Up to and including the line that contains "let (env, command)", repeat each line of the data exactly, starting from the first.
- - -
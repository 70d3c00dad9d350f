use iso_submit::cli;
use iso_submit::env::setup_tracing;

#[tokio::main]
async fn main() -> anyhow::Result<()> {
    dotenvy::dotenv_override().ok();
    let (env, command) = cli::CliEnv::parse_and_convert()?;
    let _telemetry = setup_tracing(&env);

    cli::run_command(&env, command).await
}
//! Raw CSV rows to typed destination payloads.

use crate::iso::{caiso, ercot, miso, neiso, nyiso, pjmiso, sppiso};
use crate::order::{TypedOrder, WithdrawalOrder};
use crate::row::{RawRow, RowError, RowReader, convert_all};
use crate::{Destination, OrderKind};

type OrderConverter = fn(&RowReader<'_>) -> Result<TypedOrder, RowError>;
type WithdrawalConverter = fn(&RowReader<'_>) -> Result<WithdrawalOrder, RowError>;

#[derive(Debug, Clone, PartialEq, Eq, thiserror::Error)]
pub enum SerializeError {
    #[error("No serializer registered for {destination} {kind}")]
    Unsupported {
        destination: Destination,
        kind: OrderKind,
    },
    #[error(transparent)]
    Row(#[from] RowError),
}

const ORDERS: &[(Destination, OrderKind, OrderConverter)] = &[
    (Destination::Ercot, OrderKind::Virtual, ercot::virtual_order),
    (Destination::Ercot, OrderKind::Spread, ercot::spread_order),
    (Destination::Pjmiso, OrderKind::Virtual, pjmiso::virtual_order),
    (Destination::Pjmiso, OrderKind::Spread, pjmiso::spread_order),
    (Destination::Neiso, OrderKind::Virtual, neiso::virtual_order),
    (Destination::Caiso, OrderKind::Virtual, caiso::virtual_order),
    (Destination::Miso, OrderKind::Virtual, miso::virtual_order),
    (Destination::Nyiso, OrderKind::Virtual, nyiso::virtual_order),
    (Destination::Sppiso, OrderKind::Virtual, sppiso::virtual_order),
];

const WITHDRAWALS: &[(Destination, OrderKind, WithdrawalConverter)] = &[
    (Destination::Pjmiso, OrderKind::Virtual, pjmiso::virtual_withdrawal),
    (Destination::Pjmiso, OrderKind::Spread, pjmiso::spread_withdrawal),
    (Destination::Neiso, OrderKind::Virtual, neiso::virtual_withdrawal),
    (Destination::Miso, OrderKind::Virtual, miso::virtual_withdrawal),
    (Destination::Nyiso, OrderKind::Virtual, nyiso::virtual_withdrawal),
];

fn order_converter(destination: Destination, kind: OrderKind) -> Option<OrderConverter> {
    ORDERS
        .iter()
        .find(|(d, k, _)| *d == destination && *k == kind)
        .map(|(_, _, convert)| *convert)
}

/// Whether withdrawals on this destination name individual orders.
pub fn takes_withdrawal_identifiers(destination: Destination, kind: OrderKind) -> bool {
    WITHDRAWALS
        .iter()
        .any(|(d, k, _)| *d == destination && *k == kind)
}

pub fn serialize(
    destination: Destination,
    kind: OrderKind,
    rows: &[RawRow],
) -> Result<Vec<TypedOrder>, SerializeError> {
    let convert = order_converter(destination, kind)
        .ok_or(SerializeError::Unsupported { destination, kind })?;
    Ok(convert_all(rows, convert)?)
}

/// `None` when the destination withdraws its whole book rather than named orders.
pub fn serialize_withdrawals(
    destination: Destination,
    kind: OrderKind,
    rows: &[RawRow],
) -> Result<Option<Vec<WithdrawalOrder>>, SerializeError> {
    if order_converter(destination, kind).is_none() {
        return Err(SerializeError::Unsupported { destination, kind });
    }

    let Some((_, _, convert)) = WITHDRAWALS
        .iter()
        .find(|(d, k, _)| *d == destination && *k == kind)
    else {
        return Ok(None);
    };

    Ok(Some(convert_all(rows, convert)?))
}

#[cfg(test)]
mod tests {
    use super::*;
    use crate::schema;
    use serde_json::json;

    fn row(pairs: &[(&str, &str)]) -> RawRow {
        pairs
            .iter()
            .map(|(k, v)| ((*k).to_string(), (*v).to_string()))
            .collect()
    }

    #[test]
    fn test_ercot_virtual_row() {
        let rows = vec![row(&[
            ("node", "HB_WEST"),
            ("he", "16"),
            ("tranche", "1"),
            ("mw", "10.5"),
            ("price", "25.3"),
            ("is_block", "false"),
        ])];

        let orders = serialize(Destination::Ercot, OrderKind::Virtual, &rows).unwrap();
        assert_eq!(
            serde_json::to_value(&orders).unwrap(),
            json!([{
                "node": "HB_WEST",
                "he": "16",
                "tranche": 1,
                "mw": 10.5,
                "price": 25.3,
                "is_block": false
            }])
        );
    }

    #[test]
    fn test_ercot_spread_row() {
        let rows = vec![row(&[
            ("source", "HB_WEST"),
            ("sink", "HB_NORTH"),
            ("he", "10"),
            ("tranche", "1"),
            ("mw", "10"),
            ("price", "25.3"),
            ("is_block", "false"),
        ])];

        let orders = serialize(Destination::Ercot, OrderKind::Spread, &rows).unwrap();
        assert_eq!(
            serde_json::to_value(&orders).unwrap(),
            json!([{
                "source": "HB_WEST",
                "sink": "HB_NORTH",
                "he": "10",
                "tranche": 1,
                "mw": 10.0,
                "price": 25.3,
                "is_block": false
            }])
        );
    }

    #[test]
    fn test_headers_matched_case_insensitively() {
        let rows = vec![row(&[
            ("Node", "NP15"),
            ("HE", "1"),
            ("Tranche", "1"),
            ("MW", "1"),
            ("Price", "1"),
        ])];
        assert_eq!(
            serialize(Destination::Caiso, OrderKind::Virtual, &rows)
                .unwrap()
                .len(),
            1
        );
    }

    #[test]
    fn test_bad_number_fails_whole_batch() {
        let good = row(&[
            ("node", "N1"),
            ("he", "1"),
            ("tranche", "1"),
            ("mw", "1"),
            ("price", "1"),
        ]);
        let mut bad = good.clone();
        bad.insert("tranche".to_string(), "10abc".to_string());

        let error = serialize(Destination::Miso, OrderKind::Virtual, &[good, bad]).unwrap_err();
        assert_eq!(
            error,
            SerializeError::Row(RowError::InvalidNumber {
                row: 2,
                column: "tranche".to_string(),
                value: "10abc".to_string(),
                expected: "an integer",
            })
        );
    }

    #[test]
    fn test_empty_input_gives_empty_output() {
        assert!(
            serialize(Destination::Nyiso, OrderKind::Virtual, &[])
                .unwrap()
                .is_empty()
        );
    }

    #[test]
    fn test_unknown_pair_is_unsupported() {
        assert_eq!(
            serialize(Destination::Caiso, OrderKind::Spread, &[]).unwrap_err(),
            SerializeError::Unsupported {
                destination: Destination::Caiso,
                kind: OrderKind::Spread
            }
        );
        assert!(serialize_withdrawals(Destination::Miso, OrderKind::Spread, &[]).is_err());
    }

    #[test]
    fn test_book_withdrawal_destinations_take_no_identifiers() {
        for destination in [Destination::Ercot, Destination::Caiso, Destination::Sppiso] {
            assert_eq!(
                serialize_withdrawals(destination, OrderKind::Virtual, &[]).unwrap(),
                None,
                "{destination}"
            );
            assert!(!takes_withdrawal_identifiers(destination, OrderKind::Virtual));
        }
        assert_eq!(
            serialize_withdrawals(Destination::Ercot, OrderKind::Spread, &[]).unwrap(),
            None
        );
    }

    #[test]
    fn test_nyiso_withdrawal_rows() {
        let rows = vec![row(&[("node", "N.Y.C."), ("he", "ignored")])];
        let withdrawals = serialize_withdrawals(Destination::Nyiso, OrderKind::Virtual, &rows)
            .unwrap()
            .unwrap();
        assert_eq!(
            serde_json::to_value(&withdrawals).unwrap(),
            json!([{"node": "N.Y.C."}])
        );
    }

    #[test]
    fn test_every_serializer_has_a_schema() {
        for (destination, kind, _) in ORDERS {
            assert!(
                schema::lookup(*destination, *kind).is_ok(),
                "{destination} {kind}"
            );
        }
        for (destination, kind, _) in WITHDRAWALS {
            assert!(order_converter(*destination, *kind).is_some());
        }
    }

    #[test]
    fn test_schema_rows_always_serialize() {
        for destination in Destination::ALL {
            for kind in [OrderKind::Virtual, OrderKind::Spread] {
                let Ok(columns) = schema::lookup(destination, kind) else {
                    continue;
                };
                let rows = vec![
                    columns
                        .iter()
                        .map(|column| {
                            let value = match *column {
                                "node" | "source" | "sink" | "he" => "X1",
                                "is_block" => "true",
                                _ => "7",
                            };
                            ((*column).to_string(), value.to_string())
                        })
                        .collect::<RawRow>(),
                ];
                let orders = serialize(destination, kind, &rows).unwrap();
                assert_eq!(orders[0].destination(), destination);
                assert_eq!(orders[0].kind(), kind);
            }
        }
    }
}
- - -
◆ Exercise response:
repository 70d3c00dad9d350f
use iso_submit::cli;
use iso_submit::env::setup_tracing;

#[tokio::main]
async fn main() -> anyhow::Result<()> {
    dotenvy::dotenv_override().ok();
    let (env, command) = cli::CliEnv::parse_and_convert()?;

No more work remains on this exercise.